For our purposes, I am going to make a very gross simplification and say that grammar is just a bunch of substitution rules. For our language, NTLC, the grammar is:

TERM ::=
    true
    false
    if TERM then TERM else TERM
    0
    succ TERM
    pred TERM
    iszero TERM

How would you read this?

Every word that is made of capital letters – technically known as a non-terminal – is something that can be replaced by what it equates to on the right-hand side.
- In our case, we only have one non-terminal called TERM, and it can be replaced by any of the values on the right-hand side.
The ::= is just a notation for saying “can be replaced by”
To generate a program in NTLC, you start with TERM and keep replacing non-terminals until you have only non-capital words left – technically those are called terminals.

Example #

Following the previous grammar we can make sentences (NTLC programs) such as:

true: It is just a program that evaluates to true
0: It is just a program that evaluates to 0
succ(TERM): in this case we have one non-terminal that we still need to replace. We can choose anything that is a valid TERM. Notice that we can essentially repeat this almost indefinitely. For example, we can have succ(succ(succ(0)))

Another observation, the grammar allows us to construct nonsensical sentences such as:

succ(true)

Not all hope is lost though. You see, you can do the same in English with “just” the grammar:

The cat   is the table
^^^^^^^   ^^ ^^^^^^^
SUBJECT   VERB OBJECT

Evidently, this is also nonsensical.

Semantic Analysis #

The way we typically prevent such nonsensical programs is through another stage in the compiler pipeline called “Semantic Analysis”. This is usually where type-checkers – a topic we cover in the next post – live.
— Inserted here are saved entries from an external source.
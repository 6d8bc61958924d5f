//! Cryptographic primitives for the secure-session transport (C1).
//!
//! Hybrid handshake: RSA-2048 wraps a freshly minted 256-bit AES key and
//! signs it so the client can authenticate the server out-of-band via the
//! published fingerprint. Application traffic afterwards is AES-256-GCM
//! with a 96-bit nonce that is never reused within a session.

use std::path::Path;

use aes_gcm::aead::{Aead, KeyInit, Payload};
use aes_gcm::{Aes256Gcm, Key, Nonce};
use pkcs8::{DecodePrivateKey, DecodePublicKey, EncodePrivateKey, EncodePublicKey};
use rand::RngCore;
use rsa::pss::{Signature, SigningKey, VerifyingKey};
use rsa::sha2::Sha256;
use rsa::signature::{RandomizedSigner, SignatureEncoding, Verifier};
use rsa::{Oaep, RsaPrivateKey, RsaPublicKey};
use sha2::Digest;
use zeroize::{Zeroize, ZeroizeOnDrop};

/// Width in bytes of the AEAD nonce (96 bits).
pub const NONCE_LEN: usize = 12;
/// Width in bytes of the AES-256 session key.
pub const SESSION_KEY_LEN: usize = 32;

#[derive(Debug, thiserror::Error)]
pub enum CryptoError {
    #[error("rsa error: {0}")]
    Rsa(#[from] rsa::Error),
    #[error("pkcs8 error: {0}")]
    Pkcs8(#[from] pkcs8::Error),
    #[error("spki error: {0}")]
    Spki(#[from] pkcs8::spki::Error),
    #[error("signature error: {0}")]
    Signature(#[from] rsa::signature::Error),
    #[error("invalid base64: {0}")]
    Base64(#[from] base64::DecodeError),
    #[error("invalid hex: {0}")]
    Hex(#[from] hex::FromHexError),
    #[error("io error reading {path}: {source}")]
    Io {
        path: std::path::PathBuf,
        #[source]
        source: std::io::Error,
    },
    #[error("session key must be {SESSION_KEY_LEN} bytes, got {0}")]
    BadKeyLength(usize),
    #[error("nonce must be {NONCE_LEN} bytes, got {0}")]
    BadNonceLength(usize),
    #[error("message decryption failed")]
    DecryptFailed,
}

/// The server's long-lived RSA keypair plus its published fingerprint.
pub struct ServerKeys {
    pub private: RsaPrivateKey,
    pub public: RsaPublicKey,
    /// Hex SHA-256 of the DER SubjectPublicKeyInfo encoding.
    pub fingerprint: String,
}

/// Loads the server's RSA keypair from the configured PEM paths, generating
/// and persisting a fresh 2048-bit pair if either file is missing.
pub fn load_or_create_server_keys(
    private_key_path: &Path,
    public_key_path: &Path,
) -> Result<ServerKeys, CryptoError> {
    let (private, public) = if private_key_path.exists() && public_key_path.exists() {
        let private = RsaPrivateKey::read_pkcs8_pem_file(private_key_path).map_err(|e| {
            CryptoError::Io {
                path: private_key_path.to_path_buf(),
                source: std::io::Error::new(std::io::ErrorKind::InvalidData, e.to_string()),
            }
        })?;
        let public = RsaPublicKey::read_public_key_pem_file(public_key_path).map_err(|e| {
            CryptoError::Io {
                path: public_key_path.to_path_buf(),
                source: std::io::Error::new(std::io::ErrorKind::InvalidData, e.to_string()),
            }
        })?;
        (private, public)
    } else {
        let mut rng = rand::thread_rng();
        let private = RsaPrivateKey::new(&mut rng, 2048)?;
        let public = RsaPublicKey::from(&private);

        if let Some(parent) = private_key_path.parent() {
            std::fs::create_dir_all(parent).map_err(|e| CryptoError::Io {
                path: parent.to_path_buf(),
                source: e,
            })?;
        }
        private
            .write_pkcs8_pem_file(private_key_path, Default::default())
            .map_err(|e| CryptoError::Io {
                path: private_key_path.to_path_buf(),
                source: std::io::Error::new(std::io::ErrorKind::Other, e.to_string()),
            })?;
        public
            .write_public_key_pem_file(public_key_path, Default::default())
            .map_err(|e| CryptoError::Io {
                path: public_key_path.to_path_buf(),
                source: std::io::Error::new(std::io::ErrorKind::Other, e.to_string()),
            })?;
        (private, public)
    };

    let fingerprint = fingerprint_of(&public)?;
    Ok(ServerKeys {
        private,
        public,
        fingerprint,
    })
}

/// Hex SHA-256 of the DER-encoded SubjectPublicKeyInfo.
pub fn fingerprint_of(public: &RsaPublicKey) -> Result<String, CryptoError> {
    let der = public.to_public_key_der()?;
    let mut hasher = sha2::Sha256::new();
    hasher.update(der.as_bytes());
    Ok(hex::encode(hasher.finalize()))
}

/// Wraps a raw session key under a client's public key, given as base64 DER SPKI.
/// RSA-OAEP with MGF1/SHA-256, no label.
pub fn wrap_session_key(client_pub_der_b64: &str, key_bytes: &[u8]) -> Result<Vec<u8>, CryptoError> {
    use base64::Engine;
    let der = base64::engine::general_purpose::STANDARD.decode(client_pub_der_b64)?;
    let client_pub = RsaPublicKey::from_public_key_der(&der)?;
    let mut rng = rand::thread_rng();
    let padding = Oaep::new::<Sha256>();
    Ok(client_pub.encrypt(&mut rng, padding, key_bytes)?)
}

/// Encodes a public key as base64 DER SPKI — the shape `SESSION_INIT`
/// expects for `client_key`. Used by tooling and tests standing in for a
/// real client.
pub fn encode_public_key_b64(public: &RsaPublicKey) -> Result<String, CryptoError> {
    use base64::Engine;
    let der = public.to_public_key_der()?;
    Ok(base64::engine::general_purpose::STANDARD.encode(der.as_bytes()))
}

/// Unwraps a session key using the server's private key. Used only in tests
/// and by tooling that needs to round-trip the handshake without a real client.
pub fn unwrap_session_key(private: &RsaPrivateKey, wrapped: &[u8]) -> Result<Vec<u8>, CryptoError> {
    let padding = Oaep::new::<Sha256>();
    Ok(private.decrypt(padding, wrapped)?)
}

/// Signs `data` with the server's private key. RSA-PSS, MGF1/SHA-256, salt 32.
pub fn sign(data: &[u8], private: &RsaPrivateKey) -> Result<Vec<u8>, CryptoError> {
    let signing_key = SigningKey::<Sha256>::new_with_salt_len(private.clone(), 32);
    let mut rng = rand::thread_rng();
    let signature = signing_key.sign_with_rng(&mut rng, data);
    Ok(signature.to_bytes().to_vec())
}

/// Verifies a PSS signature against the server's published public key.
pub fn verify(data: &[u8], signature: &[u8], public: &RsaPublicKey) -> Result<(), CryptoError> {
    let verifying_key = VerifyingKey::<Sha256>::new_with_salt_len(public.clone(), 32);
    let signature = Signature::try_from(signature)?;
    verifying_key.verify(data, &signature)?;
    Ok(())
}

/// A 256-bit AES session key, zeroized on drop.
#[derive(Clone, ZeroizeOnDrop)]
pub struct SessionKey([u8; SESSION_KEY_LEN]);

impl SessionKey {
    pub fn generate() -> Self {
        let mut bytes = [0u8; SESSION_KEY_LEN];
        rand::thread_rng().fill_bytes(&mut bytes);
        Self(bytes)
    }

    pub fn from_bytes(bytes: &[u8]) -> Result<Self, CryptoError> {
        if bytes.len() != SESSION_KEY_LEN {
            return Err(CryptoError::BadKeyLength(bytes.len()));
        }
        let mut arr = [0u8; SESSION_KEY_LEN];
        arr.copy_from_slice(bytes);
        Ok(Self(arr))
    }

    pub fn from_hex(hex_str: &str) -> Result<Self, CryptoError> {
        Self::from_bytes(&hex::decode(hex_str)?)
    }

    pub fn as_bytes(&self) -> &[u8; SESSION_KEY_LEN] {
        &self.0
    }

    pub fn to_hex(&self) -> String {
        hex::encode(self.0)
    }
}

impl PartialEq for SessionKey {
    fn eq(&self, other: &Self) -> bool {
        use subtle::ConstantTimeEq;
        self.0.ct_eq(&other.0).into()
    }
}

/// Generates an opaque session identifier: 16 random bytes as 32 lowercase
/// hex characters (≥128 bits entropy, per the session identity invariant).
pub fn generate_session_id() -> String {
    let mut bytes = [0u8; 16];
    rand::thread_rng().fill_bytes(&mut bytes);
    hex::encode(bytes)
}

/// Generates an opaque 32-hex-char external identifier for rooms/users —
/// same shape as a session id, since every opaque id on the wire is minted
/// the same way.
pub fn generate_opaque_id() -> String {
    generate_session_id()
}

/// Mints a 96-bit nonce as `(time_ns << 32) | rand32`, represented big-endian
/// as 12 bytes: the high 8 bytes are the nanosecond timestamp, the low 4
/// bytes are random. Uniqueness across the nonce's lifetime is enforced by
/// the nonce ledger (C3), not by this function.
pub fn mint_nonce() -> [u8; NONCE_LEN] {
    let time_ns: u64 = std::time::SystemTime::now()
        .duration_since(std::time::UNIX_EPOCH)
        .expect("system clock before unix epoch")
        .as_nanos() as u64;
    let rand32: u32 = rand::thread_rng().next_u32();

    let mut nonce = [0u8; NONCE_LEN];
    nonce[0..8].copy_from_slice(&time_ns.to_be_bytes());
    nonce[8..12].copy_from_slice(&rand32.to_be_bytes());
    nonce
}

/// Seals `plaintext` with AES-256-GCM. No associated data.
pub fn seal(key: &SessionKey, nonce: &[u8; NONCE_LEN], plaintext: &[u8]) -> Result<Vec<u8>, CryptoError> {
    let cipher = Aes256Gcm::new(Key::<Aes256Gcm>::from_slice(key.as_bytes()));
    let nonce = Nonce::from_slice(nonce);
    cipher
        .encrypt(nonce, Payload { msg: plaintext, aad: &[] })
        .map_err(|_| CryptoError::DecryptFailed)
}

/// Opens a ciphertext sealed with [`seal`]. Fails with `DecryptFailed` on any
/// tag mismatch or malformed input — callers must not distinguish the two,
/// to avoid leaking padding-oracle-style information.
pub fn open(key: &SessionKey, nonce: &[u8; NONCE_LEN], ciphertext: &[u8]) -> Result<Vec<u8>, CryptoError> {
    let cipher = Aes256Gcm::new(Key::<Aes256Gcm>::from_slice(key.as_bytes()));
    let nonce = Nonce::from_slice(nonce);
    cipher
        .decrypt(nonce, Payload { msg: ciphertext, aad: &[] })
        .map_err(|_| CryptoError::DecryptFailed)
}

/// Parses a hex-encoded nonce into its fixed-size form.
pub fn nonce_from_hex(hex_str: &str) -> Result<[u8; NONCE_LEN], CryptoError> {
    let bytes = hex::decode(hex_str)?;
    if bytes.len() != NONCE_LEN {
        return Err(CryptoError::BadNonceLength(bytes.len()));
    }
    let mut arr = [0u8; NONCE_LEN];
    arr.copy_from_slice(&bytes);
    Ok(arr)
}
“Semantic Analysis” is where most compiler engineers seem to spend most of their time. It is the place where the compiler (at least in statically typed languages) can help the end user, developers, the most.

You may have seen such messages when programming:

“You are trying to add a number to a string”
“You are trying to call a function with the wrong number of arguments”
“You are trying to access an undefined variable”

These and many others are the workings of the Semantic Analyzer.

I digress, let’s get back to parsing.

Parsing Techniques #

As I said earlier, there is a lot of theory on parsing and so many techniques, but we are going to use one technique known as Recursive Descent Parsing.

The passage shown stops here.